[Stored items]
· · · · ·

impl BrokerApi for InProcessBroker {
    fn ping_binder(&self) -> Result<bool, ConnectError> {
        let state = self.state.lock();
        if !state.installed {
            return Err(ConnectError::NotInstalled);
        }
        Ok(state.running)
    }

    fn check_self_permission(&self) -> Result<bool, ConnectError> {
        let state = self.state.lock();
        state.ensure_running()?;
        Ok(state.granted)
    }

    fn request_permission(&self, request_code: i32) -> Result<(), ConnectError> {
        let answered = {
            let mut state = self.state.lock();
            state.ensure_running()?;
            state.prompts_issued += 1;
            match state.prompt_policy {
                PromptPolicy::Manual => {
                    state.outstanding_prompts.push_back(request_code);
                    None
                }
                PromptPolicy::AutoGrant => {
                    state.granted = true;
                    Some((true, state.listeners()))
                }
                PromptPolicy::AutoDeny => Some((false, state.listeners())),
            }
        };

        if let Some((granted, listeners)) = answered {
            for listener in listeners {
                listener.on_permission_result(request_code, granted);
            }
        }
        Ok(())
    }

    fn bind_user_service(
        &self,
        descriptor: &ServiceDescriptor,
        connection: Arc<dyn ServiceConnection>,
    ) -> Result<(), ConnectError> {
        let (stale, deliver) = {
            let mut state = self.state.lock();
            state.ensure_running()?;
            if !state.granted {
                return Err(ConnectError::PermissionDenied);
            }
            state.bind_requests += 1;

            // A process started for another version of the service is retired
            let tag = descriptor.tag();
            let mut stale = Vec::new();
            state.bindings.retain(|b| {
                let outdated = b.descriptor.tag() == tag && b.descriptor != *descriptor;
                if outdated && b.process.exit() {
                    stale.push(Arc::clone(&b.connection));
                }
                !outdated
            });

            let immediate = state.connect_policy == ConnectPolicy::Immediate;
            let existing = state
                .bindings
                .iter()
                .position(|b| b.descriptor == *descriptor && b.process.is_alive());
            let index = match existing {
                Some(index) => {
                    let binding = &mut state.bindings[index];
                    binding.connection = connection;
                    binding.delivered = false;
                    index
                }
                None => {
                    state.bindings.push(Binding {
                        descriptor: descriptor.clone(),
                        connection,
                        process: SimProcess::spawn(descriptor),
                        delivered: false,
                    });
                    state.bindings.len() - 1
                }
            };

            let deliver = if immediate {
                let binding = &mut state.bindings[index];
                binding.delivered = true;
                Some((Arc::clone(&binding.connection), binding.proxy()))
            } else {
                None
            };
            (stale, deliver)
        };

        for connection in stale {
            connection.on_service_disconnected();
        }
        if let Some((connection, proxy)) = deliver {
            connection.on_service_connected(proxy);
        }
        Ok(())
    }

    fn unbind_user_service(
        &self,
        descriptor: &ServiceDescriptor,
        connection: &Arc<dyn ServiceConnection>,
        remove: bool,
    ) -> Result<(), ConnectError> {
        let mut state = self.state.lock();
        state.ensure_running()?;

        let tag = descriptor.tag();
        state.bindings.retain(|b| {
            let matches = b.descriptor.tag() == tag && same_connection(&b.connection, connection);
            if matches && (remove || !b.descriptor.is_daemon()) {
                b.process.exit();
            }
            !matches || b.process.is_alive()
        });
        Ok(())
    }

    fn add_listener(&self, listener: Arc<dyn BrokerListener>) -> Result<ListenerId, ConnectError> {
        let (id, sticky) = {
            let mut state = self.state.lock();
            state.next_listener += 1;
            let id = state.next_listener;
            state.listeners.insert(id, Arc::clone(&listener));
            (id, state.installed && state.running)
        };
        if sticky {
            listener.on_binder_received();
        }
        Ok(id)
    }

    fn remove_listener(&self, id: ListenerId) -> Result<(), ConnectError> {
        self.state.lock().listeners.remove(&id);
        Ok(())
    }
}

/// Client-side handle onto a simulated service process
struct ServiceProxy {
    process: Arc<SimProcess>,
    connection: Arc<dyn ServiceConnection>,
}

impl ServiceProxy {
    fn live(&self) -> ServiceResult<&LocalFileService> {
        if self.process.is_alive() {
            Ok(&self.process.service)
        } else {
            Err(FileServiceError::DeadObject)
        }
    }
}

#[async_trait]
impl FileService for ServiceProxy {
    async fn list_files(&self, path: &Path) -> ServiceResult<Vec<String>> {
        self.live()?.list_files(path).await
    }

    async fn read_file(&self, path: &Path) -> ServiceResult<Vec<u8>> {
        self.live()?.read_file(path).await
    }

    async fn write_file(&self, path: &Path, data: &[u8]) -> ServiceResult<bool> {
        self.live()?.write_file(path, data).await
    }

    async fn file_size(&self, path: &Path) -> ServiceResult<i64> {
        self.live()?.file_size(path).await
    }

    async fn exists(&self, path: &Path) -> ServiceResult<bool> {
        self.live()?.exists(path).await
    }

    async fn delete_file(&self, path: &Path) -> ServiceResult<bool> {
        self.live()?.delete_file(path).await
    }

    /// The process exits once the service is destroyed
    fn destroy(&self) {
        self.process.service.destroy();
        if self.process.exit() {
            self.connection.on_service_disconnected();
        }
    }
}

#[cfg(test)]
mod tests {
    use super::*;
    use crate::ComponentName;

    #[derive(Default)]
    struct Recorder {
        events: Mutex<Vec<String>>,
    }

    impl BrokerListener for Recorder {
        fn on_binder_received(&self) {
            self.events.lock().push("received".into());
        }
        fn on_binder_dead(&self) {
            self.events.lock().push("dead".into());
        }
        fn on_permission_result(&self, request_code: i32, granted: bool) {
            self.events
                .lock()
                .push(format!("result:{request_code}:{granted}"));
        }
    }

    impl ServiceConnection for Recorder {
        fn on_service_connected(&self, _service: Arc<dyn FileService>) {
            self.events.lock().push("connected".into());
        }
        fn on_service_disconnected(&self) {
            self.events.lock().push("disconnected".into());
        }
    }

    fn descriptor(version: u32) -> ServiceDescriptor {
        ServiceDescriptor::new(ComponentName::new("com.sim", "com.sim.Files")).version(version)
    }

    #[test]
    fn test_listener_is_sticky() {
        let broker = InProcessBroker::new();
        broker.start();

        let recorder = Arc::new(Recorder::default());
        broker.add_listener(recorder.clone()).unwrap();
        assert_eq!(*recorder.events.lock(), vec!["received"]);
    }

    #[test]
    fn test_queries_fail_when_not_installed() {
        let broker = InProcessBroker::not_installed();
        assert!(matches!(broker.ping_binder(), Err(ConnectError::NotInstalled)));
        assert!(broker.check_self_permission().is_err());
    }

    #[test]
    fn test_manual_prompt_queue() {
        let broker = InProcessBroker::new();
        broker.start();
        let recorder = Arc::new(Recorder::default());
        broker.add_listener(recorder.clone()).unwrap();

        broker.request_permission(5).unwrap();
        assert_eq!(broker.outstanding_prompts(), 1);
        assert!(broker.answer_prompt(true));
        assert!(!broker.answer_prompt(true));
        assert!(broker.check_self_permission().unwrap());
        assert_eq!(recorder.events.lock().last().unwrap(), "result:5:true");
    }

    #[test]
    fn test_bind_requires_grant() {
        let broker = InProcessBroker::new();
        broker.start();
        let recorder = Arc::new(Recorder::default());
        let result = broker.bind_user_service(&descriptor(1), recorder);
        assert!(matches!(result, Err(ConnectError::PermissionDenied)));
    }

    #[test]
    fn test_new_version_retires_old_process() {
        let broker = InProcessBroker::new();
        broker.set_granted(true);
        broker.start();

        let old = Arc::new(Recorder::default());
        broker.bind_user_service(&descriptor(1), old.clone()).unwrap();
        let new = Arc::new(Recorder::default());
        broker.bind_user_service(&descriptor(2), new.clone()).unwrap();

        assert_eq!(*old.events.lock(), vec!["connected", "disconnected"]);
        assert_eq!(*new.events.lock(), vec!["connected"]);
        assert_eq!(broker.live_processes(), 1);
    }

    #[test]
    fn test_deferred_connect() {
        let broker = InProcessBroker::new();
        broker.set_granted(true);
        broker.set_connect_policy(ConnectPolicy::Deferred);
        broker.start();

        let recorder = Arc::new(Recorder::default());
        broker.bind_user_service(&descriptor(1), recorder.clone()).unwrap();
        assert!(recorder.events.lock().is_empty());

        assert_eq!(broker.complete_pending_binds(), 1);
        assert_eq!(*recorder.events.lock(), vec!["connected"]);
    }

    #[test]
    fn test_daemon_survives_plain_unbind() {
        let broker = InProcessBroker::new();
        broker.set_granted(true);
        broker.start();

        let recorder = Arc::new(Recorder::default());
        let connection: Arc<dyn ServiceConnection> = recorder;
        broker.bind_user_service(&descriptor(1), connection.clone()).unwrap();

        broker.unbind_user_service(&descriptor(1), &connection, false).unwrap();
        assert_eq!(broker.live_processes(), 1);

        broker.unbind_user_service(&descriptor(1), &connection, true).unwrap();
        assert_eq!(broker.live_processes(), 0);
    }
}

· · · · ·

• _GOAL OF THE EXERCISE_
Reproduce every line from the preceding data in which the word "stale" can be found.

• _RESPONSE TO THE TASK_
        let (stale, deliver) = {
            let mut stale = Vec::new();
                    stale.push(Arc::clone(&b.connection));
            (stale, deliver)
        for connection in stale {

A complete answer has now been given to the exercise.